The basic things for a manic episode is grandiose. You get racing thoughts. You think really quickly. You have high energy. You get decreased need for sleep. So, your sleep gets less and less and less, and that's just bad for your body, just to not have any sleep. You become egotistical. You spend a lot of money. Risked behavior, reckless behavior, just start talking about doing to many things at once. You think you can take on so many different things and start, you have like 1,000 projects and you want to get them all done professionally and you're always going, always busy, and that's what I was doing. I thought I was like living a really good life and things were just coming at me and awesome, and then I just kept going up and up and up and then finally I fell off the cliff, and I just became illogical, irrational, impulsive.
The Air Force wasn't going to let me go into a distraught situation. So, they made sure I had the GI Bill ready, so a month after getting out all I had to do as a mandatory was one session per month, see my psychiatrist and that was the only interaction I had with the VA at the time. I didn’t really like navigate the VA. I just thought it was a hospital. After a while when I got my second manic episode, when I like lost my home I went Monday through Friday from 8 a.m. to 4 p.m. everyday, just all day of groups, like 5-6 groups a day, lunchtime. I'd do that Monday through Friday and then you're like in that in the outpatient program.
I really needed that. I needed to learn how to like just interact and then get social again and just do all the basic stuff because that's what I think they are, they're pretty basic, just the CBT process, the content of behavioral therapy, and all the other, and it's usually just to vent, just to get it out and share your story. But, you're just more aware of what you're saying and what you're doing. You're just, reasons why you're thinking certain things. There are so many other Vet's working in there. My peer mentor, he was bipolar and schizophrenic and he was also a Vet. He was able to help me out and talk me through things that I was going through that the went through way before I did.
My main trigger is sleep. It's hard to get sleep. So, I take risperidone to knock out at night, I take a psychotic. It took me like three times switching medications to find the right one for me. I know I need to take medication.

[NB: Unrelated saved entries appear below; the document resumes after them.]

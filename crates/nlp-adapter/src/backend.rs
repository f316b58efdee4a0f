//! The solver capability seam.
//!
//! The adapter never solves anything itself. A [`SolverBackend`] receives the
//! [`ProblemDescriptor`], a [`Sensitivity`] strategy and the two entry points
//! (behind [`SolveCallbacks`]), runs to completion, and returns a
//! [`RawSolution`] that the normalizer then repairs.
//!
//! # Usage
//!
//! ```rust,ignore
//! use nlp_adapter::backend::{RawSolution, Sensitivity, SolveCallbacks, SolverBackend};
//! use nlp_adapter::{DesignInputs, ProblemDescriptor};
//! use anyhow::Result;
//!
//! struct MyEngine;
//!
//! impl SolverBackend for MyEngine {
//!     fn name(&self) -> &str { "MYENGINE" }
//!     fn solve(
//!         &mut self,
//!         problem: &ProblemDescriptor,
//!         sensitivity: &Sensitivity,
//!         callbacks: &mut dyn SolveCallbacks,
//!     ) -> Result<RawSolution> {
//!         let start = DesignInputs::new(problem.variables.value.clone());
//!         let (values, _fail) = callbacks.evaluate(&start)?;
//!         // Engine iterations
//!     }
//! }
//! ```

use std::time::Duration;

use anyhow::Result;
use serde::{Deserialize, Serialize};

use crate::descriptor::ProblemDescriptor;
use crate::error::AdapterResult;
use crate::evaluation::ObjectiveValues;
use crate::groups::{DesignInputs, GradientOutputs, ValueOutputs};

/// Difference formula used by a finite-difference fallback.
#[derive(Debug, Clone, Copy, PartialEq, Eq, Hash, Default, Serialize, Deserialize)]
#[serde(rename_all = "lowercase")]
pub enum DifferenceScheme {
    #[default]
    Forward,
    Central,
}

/// How the finite-difference step is scaled.
#[derive(Debug, Clone, Copy, PartialEq, Eq, Hash, Default, Serialize, Deserialize)]
#[serde(rename_all = "lowercase")]
pub enum StepSize {
    /// Step proportional to the magnitude of each variable.
    #[default]
    Relative,
    Absolute,
}

/// Finite-difference policy delegated entirely to the solver capability.
#[derive(Debug, Clone, Copy, PartialEq, Eq, Hash, Default, Serialize, Deserialize)]
#[serde(default)]
pub struct FiniteDifference {
    pub scheme: DifferenceScheme,
    pub step: StepSize,
}

impl FiniteDifference {
    /// Policy string understood by group-based NLP engines (e.g. `"FDR"`).
    pub fn policy(&self) -> &'static str {
        match (self.scheme, self.step) {
            (DifferenceScheme::Forward, StepSize::Relative) => "FDR",
            (DifferenceScheme::Forward, StepSize::Absolute) => "FD",
            (DifferenceScheme::Central, StepSize::Relative) => "CDR",
            (DifferenceScheme::Central, StepSize::Absolute) => "CD",
        }
    }
}

/// How the solver obtains derivatives.
#[derive(Debug, Clone, Copy, PartialEq, Eq)]
pub enum Sensitivity {
    /// Call [`SolveCallbacks::gradient`].
    Analytic,
    /// Approximate derivatives inside the solver.
    FiniteDifference(FiniteDifference),
}

impl Sensitivity {
    pub fn is_analytic(&self) -> bool {
        matches!(self, Sensitivity::Analytic)
    }
}

impl std::fmt::Display for Sensitivity {
    fn fmt(&self, f: &mut std::fmt::Formatter<'_>) -> std::fmt::Result {
        match self {
            Sensitivity::Analytic => write!(f, "analytic"),
            Sensitivity::FiniteDifference(fd) => write!(f, "{}", fd.policy()),
        }
    }
}

/// The value and gradient entry points, as seen by a solver.
///
/// Both return a fail flag alongside their output. Errors are fatal: a
/// solver should propagate them and stop.
pub trait SolveCallbacks {
    /// Evaluate objectives and nonlinear constraints at `inputs.x`.
    fn evaluate(&mut self, inputs: &DesignInputs) -> AdapterResult<(ValueOutputs, bool)>;

    /// Derivatives at `inputs.x`, normally right after [`Self::evaluate`] at the same point.
    fn gradient(
        &mut self,
        inputs: &DesignInputs,
        values: &ValueOutputs,
    ) -> AdapterResult<(GradientOutputs, bool)>;
}

/// Final design vector as reported by a backend.
#[derive(Debug, Clone, PartialEq, Serialize, Deserialize)]
pub enum RawDesign {
    Flat(Vec<f64>),
    /// `nx x 1` column matrix, one single-element row per variable.
    Column(Vec<Vec<f64>>),
}

/// Termination status reported by a backend.
#[derive(Debug, Clone, PartialEq, Eq, Serialize, Deserialize)]
pub struct TerminationCode {
    pub value: i32,
    pub text: String,
}

/// Solution record returned by a backend, before normalization.
#[derive(Debug, Clone, PartialEq)]
pub struct RawSolution {
    /// Name of the concrete backend that ran; selects the quirk row.
    pub backend: String,
    /// Final value of the `x` group.
    pub x_star: RawDesign,
    /// Echoed final objective value(s).
    pub f_star: ObjectiveValues,
    /// Echoed final inequality constraint values, if the backend reports them.
    pub inequality_star: Option<Vec<f64>>,
    /// Echoed final equality constraint values, if the backend reports them.
    pub equality_star: Option<Vec<f64>>,
    /// Time spent inside the optimizer.
    pub opt_time: Option<Duration>,
    pub inform: Option<TerminationCode>,
}

impl RawSolution {
    /// A record with a flat design vector and nothing else echoed.
    pub fn new(backend: impl Into<String>, x_star: Vec<f64>, f_star: ObjectiveValues) -> Self {
        Self {
            backend: backend.into(),
            x_star: RawDesign::Flat(x_star),
            f_star,
            inequality_star: None,
            equality_star: None,
            opt_time: None,
            inform: None,
        }
    }
}

/// A black-box optimization engine.
pub trait SolverBackend {
    /// Name of the concrete backend (e.g. `"SNOPT"`, `"NSGA2"`).
    fn name(&self) -> &str;

    /// Run the engine once to completion.
    ///
    /// The implementation calls back into `callbacks` as often as it needs
    /// and must propagate any error they return.
    fn solve(
        &mut self,
        problem: &ProblemDescriptor,
        sensitivity: &Sensitivity,
        callbacks: &mut dyn SolveCallbacks,
    ) -> Result<RawSolution>;
}

#[cfg(test)]
mod tests {
    use super::*;

    #[test]
    fn test_default_policy_is_forward_relative() {
        assert_eq!(FiniteDifference::default().policy(), "FDR");
    }

    #[test]
    fn test_policy_strings() {
        let central = FiniteDifference {
            scheme: DifferenceScheme::Central,
            step: StepSize::Absolute,
        };
        assert_eq!(central.policy(), "CD");
        assert_eq!(
            Sensitivity::FiniteDifference(central).to_string(),
            "CD"
        );
        assert_eq!(Sensitivity::Analytic.to_string(), "analytic");
    }

    #[test]
    fn test_backend_trait_is_object_safe() {
        fn _accepts_backend(_b: &mut dyn SolverBackend) {}
        fn _accepts_callbacks(_c: &mut dyn SolveCallbacks) {}
    }
}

Right now, I between school so I'm working fulltime. The only thing that helps me stay really happy is just running. It's my passion, just staying fit, staying physically fit, being able to be resilient just because you think you're in a bad place, it's like I met so many other people that have mental disorders that are just like awesome in life, and they're just really unique, and my only advice is just put your foot out the door and just start asking and looking for help and you'll find it.